The two temperatures used in the trial represent likely tropical ocean temperatures at the mid-century and by 2100, based on current trends in carbon dioxide emissions by humanity. A 3 degree increase in tropical ocean temperatures is the temperature predicted to occur if humanity's carbon dioxide emissions continue on their current trajectory.
The unusual finding suggests that some fish may have an innate ability to cope with increased sea temperatures greater than previously thought, the researchers say.
However they caution it applies so far only to a single coral reef fish species, and does not address the more complex issue of the survival of the coral habitat itself, and the effects of warming on plankton in the food chains on which fish depend.
Also, there are likely to be penalties for fish that successfully adapt to higher temperatures, Jennifer Donelson says.

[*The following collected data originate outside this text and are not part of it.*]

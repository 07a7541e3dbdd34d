//! Dependency-aware story ordering.
//!
//! # Overview
//!
//! Produces a total order over a set of stories that respects `blocked_by`
//! edges and prefers higher priority scores among stories whose blockers
//! are all resolved. Edge direction throughout is `blocker → blocked`.
//!
//! # Cycle Tolerance
//!
//! Cycles are non-fatal. Kahn's algorithm drains everything reachable; the
//! unresolvable remainder is appended sorted by priority descending (key
//! ascending on ties), so the output always contains exactly the input's
//! stories. Cycle membership is reported separately for diagnostics via
//! Tarjan SCC — detection never aborts an ordering.

use std::cmp::Ordering;
use std::collections::{BinaryHeap, HashMap, HashSet};

use petgraph::algo::tarjan_scc;
use petgraph::graph::{DiGraph, NodeIndex};
use rust_decimal::Decimal;
use tracing::debug;

use cadence_core::model::Story;

// ---------------------------------------------------------------------------
// Public types
// ---------------------------------------------------------------------------

/// A full, deterministic story ordering plus cycle diagnostics.
#[derive(Debug, Clone, PartialEq, Eq)]
pub struct ResolvedOrder {
    /// Story keys in scheduling order. Always the exact input key set.
    pub order: Vec<String>,
    /// Strongly connected components with more than one member (or a
    /// self-loop), each sorted; empty when the dependency set is a DAG.
    pub cycles: Vec<Vec<String>>,
}

impl ResolvedOrder {
    /// `true` when at least one dependency cycle was detected.
    #[must_use]
    pub fn has_cycles(&self) -> bool {
        !self.cycles.is_empty()
    }
}

/// Dependency graph of a story set, for external display.
///
/// Unlike [`order_stories`], declared edges are materialized even when the
/// counterpart key is absent from the set — the missing endpoint becomes a
/// node of its own.
#[derive(Debug)]
pub struct DependencyGraph {
    graph: DiGraph<String, ()>,
}

impl DependencyGraph {
    /// Build the display graph from a story set.
    #[must_use]
    pub fn build(stories: &[Story]) -> Self {
        let mut graph = DiGraph::<String, ()>::new();
        let mut node_map: HashMap<String, NodeIndex> = HashMap::new();

        let mut node = |graph: &mut DiGraph<String, ()>, key: &str| -> NodeIndex {
            *node_map
                .entry(key.to_string())
                .or_insert_with(|| graph.add_node(key.to_string()))
        };

        for story in stories {
            node(&mut graph, &story.key);
        }
        for story in stories {
            for blocker in &story.blocked_by {
                let from = node(&mut graph, blocker);
                let to = node(&mut graph, &story.key);
                if !graph.contains_edge(from, to) {
                    graph.add_edge(from, to, ());
                }
            }
        }

        Self { graph }
    }

    /// All node keys, sorted.
    #[must_use]
    pub fn nodes(&self) -> Vec<String> {
        let mut nodes: Vec<String> = self
            .graph
            .node_indices()
            .filter_map(|idx| self.graph.node_weight(idx).cloned())
            .collect();
        nodes.sort_unstable();
        nodes
    }

    /// All `(blocker, blocked)` pairs, sorted.
    #[must_use]
    pub fn edges(&self) -> Vec<(String, String)> {
        let mut edges: Vec<(String, String)> = self
            .graph
            .edge_indices()
            .filter_map(|edge| {
                let (from, to) = self.graph.edge_endpoints(edge)?;
                Some((
                    self.graph.node_weight(from)?.clone(),
                    self.graph.node_weight(to)?.clone(),
                ))
            })
            .collect();
        edges.sort_unstable();
        edges
    }
}

// ---------------------------------------------------------------------------
// Ordering
// ---------------------------------------------------------------------------

/// Max-heap entry: highest priority score first, then lowest key, so ties
/// pop in lexical key order and the whole ordering is deterministic.
#[derive(Debug, PartialEq, Eq)]
struct Ready {
    score: Decimal,
    key: String,
}

impl Ord for Ready {
    fn cmp(&self, other: &Self) -> Ordering {
        self.score
            .cmp(&other.score)
            .then_with(|| other.key.cmp(&self.key))
    }
}

impl PartialOrd for Ready {
    fn partial_cmp(&self, other: &Self) -> Option<Ordering> {
        Some(self.cmp(other))
    }
}

/// `true` iff every blocker of `story` is in `completed` (vacuously true
/// with no blockers).
#[must_use]
pub fn can_start(story: &Story, completed: &HashSet<String>) -> bool {
    story
        .blocked_by
        .iter()
        .all(|blocker| completed.contains(blocker))
}

/// Order `stories` by dependency edges with priority tie-breaking.
///
/// Kahn's algorithm: in-degree counts only blockers present in the input
/// set; a priority-ordered ready heap picks among unblocked stories. When
/// a cycle leaves stories unresolved, they are appended sorted by priority
/// descending so the output is always a complete ordering.
#[must_use]
pub fn order_stories(stories: &[Story]) -> ResolvedOrder {
    let by_key: HashMap<&str, &Story> = stories.iter().map(|s| (s.key.as_str(), s)).collect();

    // In-set blockers only: references to stories outside the set impose no
    // ordering constraint here.
    let mut in_degree: HashMap<&str, usize> = HashMap::with_capacity(stories.len());
    let mut dependents: HashMap<&str, Vec<&str>> = HashMap::new();
    for story in stories {
        let blockers = story
            .blocked_by
            .iter()
            .filter(|b| by_key.contains_key(b.as_str()))
            .count();
        in_degree.insert(&story.key, blockers);
        for blocker in &story.blocked_by {
            if by_key.contains_key(blocker.as_str()) {
                dependents
                    .entry(blocker.as_str())
                    .or_default()
                    .push(&story.key);
            }
        }
    }

    let mut ready: BinaryHeap<Ready> = stories
        .iter()
        .filter(|s| in_degree.get(s.key.as_str()) == Some(&0))
        .map(|s| Ready {
            score: s.priority_score,
            key: s.key.clone(),
        })
        .collect();

    let mut order: Vec<String> = Vec::with_capacity(stories.len());
    let mut placed: HashSet<String> = HashSet::with_capacity(stories.len());

    while let Some(next) = ready.pop() {
        for &dependent in dependents.get(next.key.as_str()).map_or(&[][..], Vec::as_slice) {
            if let Some(degree) = in_degree.get_mut(dependent) {
                *degree -= 1;
                if *degree == 0 {
                    if let Some(story) = by_key.get(dependent) {
                        ready.push(Ready {
                            score: story.priority_score,
                            key: story.key.clone(),
                        });
                    }
                }
            }
        }
        placed.insert(next.key.clone());
        order.push(next.key);
    }

    // Cycle remainder: fall back to plain priority ordering.
    if order.len() < stories.len() {
        let mut remainder: Vec<&Story> = stories
            .iter()
            .filter(|s| !placed.contains(&s.key))
            .collect();
        remainder.sort_by(|a, b| {
            b.priority_score
                .cmp(&a.priority_score)
                .then_with(|| a.key.cmp(&b.key))
        });
        debug!(
            unresolved = remainder.len(),
            "dependency cycle: appending remainder by priority"
        );
        order.extend(remainder.into_iter().map(|s| s.key.clone()));
    }

    ResolvedOrder {
        order,
        cycles: find_cycles(stories),
    }
}

/// Detect dependency cycles among in-set edges.
///
/// Each entry is the sorted member list of one strongly connected component
/// with more than one story (or a self-loop). Diagnostics only — the
/// ordering above already tolerates cycles.
#[must_use]
fn find_cycles(stories: &[Story]) -> Vec<Vec<String>> {
    let keys: HashSet<&str> = stories.iter().map(|s| s.key.as_str()).collect();

    let mut graph = DiGraph::<String, ()>::new();
    let mut node_map: HashMap<&str, NodeIndex> = HashMap::with_capacity(stories.len());
    for story in stories {
        let idx = graph.add_node(story.key.clone());
        node_map.insert(&story.key, idx);
    }
    for story in stories {
        for blocker in &story.blocked_by {
            if !keys.contains(blocker.as_str()) {
                continue;
            }
            let from = node_map[blocker.as_str()];
            let to = node_map[story.key.as_str()];
            if !graph.contains_edge(from, to) {
                graph.add_edge(from, to, ());
            }
        }
    }

    let mut cycles: Vec<Vec<String>> = tarjan_scc(&graph)
        .into_iter()
        .filter(|component| {
            component.len() > 1
                || component
                    .first()
                    .is_some_and(|&node| graph.find_edge(node, node).is_some())
        })
        .map(|component| {
            let mut members: Vec<String> = component
                .into_iter()
                .filter_map(|idx| graph.node_weight(idx).cloned())
                .collect();
            members.sort_unstable();
            members
        })
        .collect();
    cycles.sort_unstable();
    cycles
}

// ---------------------------------------------------------------------------
// Tests
// ---------------------------------------------------------------------------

Initial observations suggest that the acclimatized offspring are on average smaller than their parents, and we still do not know if they are able to reproduce at the same rate as their predecessors.
Although the experiment has yet to run its full course, the researchers also say they do not expect the fishes' ability to adjust to higher temperatures to continue past 3 degrees.
"At such a level of planetary warming there will be profound changes in Earth's ecosystems, affecting all forms of life, including humans," says Prof. Munday.
However, assuming humans manage to gradually bring global warming under control, it is important to understand how well animals and plants can cope with higher temperatures, in order to manage ecosystems for optimum survival of their species and the services they provide. This research provides an early insight into the adaptive capacity of fish, the team says.
This study reveals that transgenerational acclimation is a potentially important mechanism for coping with rapid climate change. Such acclimation could reduce the impact of warming temperatures and allow some fish populations to persist across their current range, instead of having to move away in search of cooler waters.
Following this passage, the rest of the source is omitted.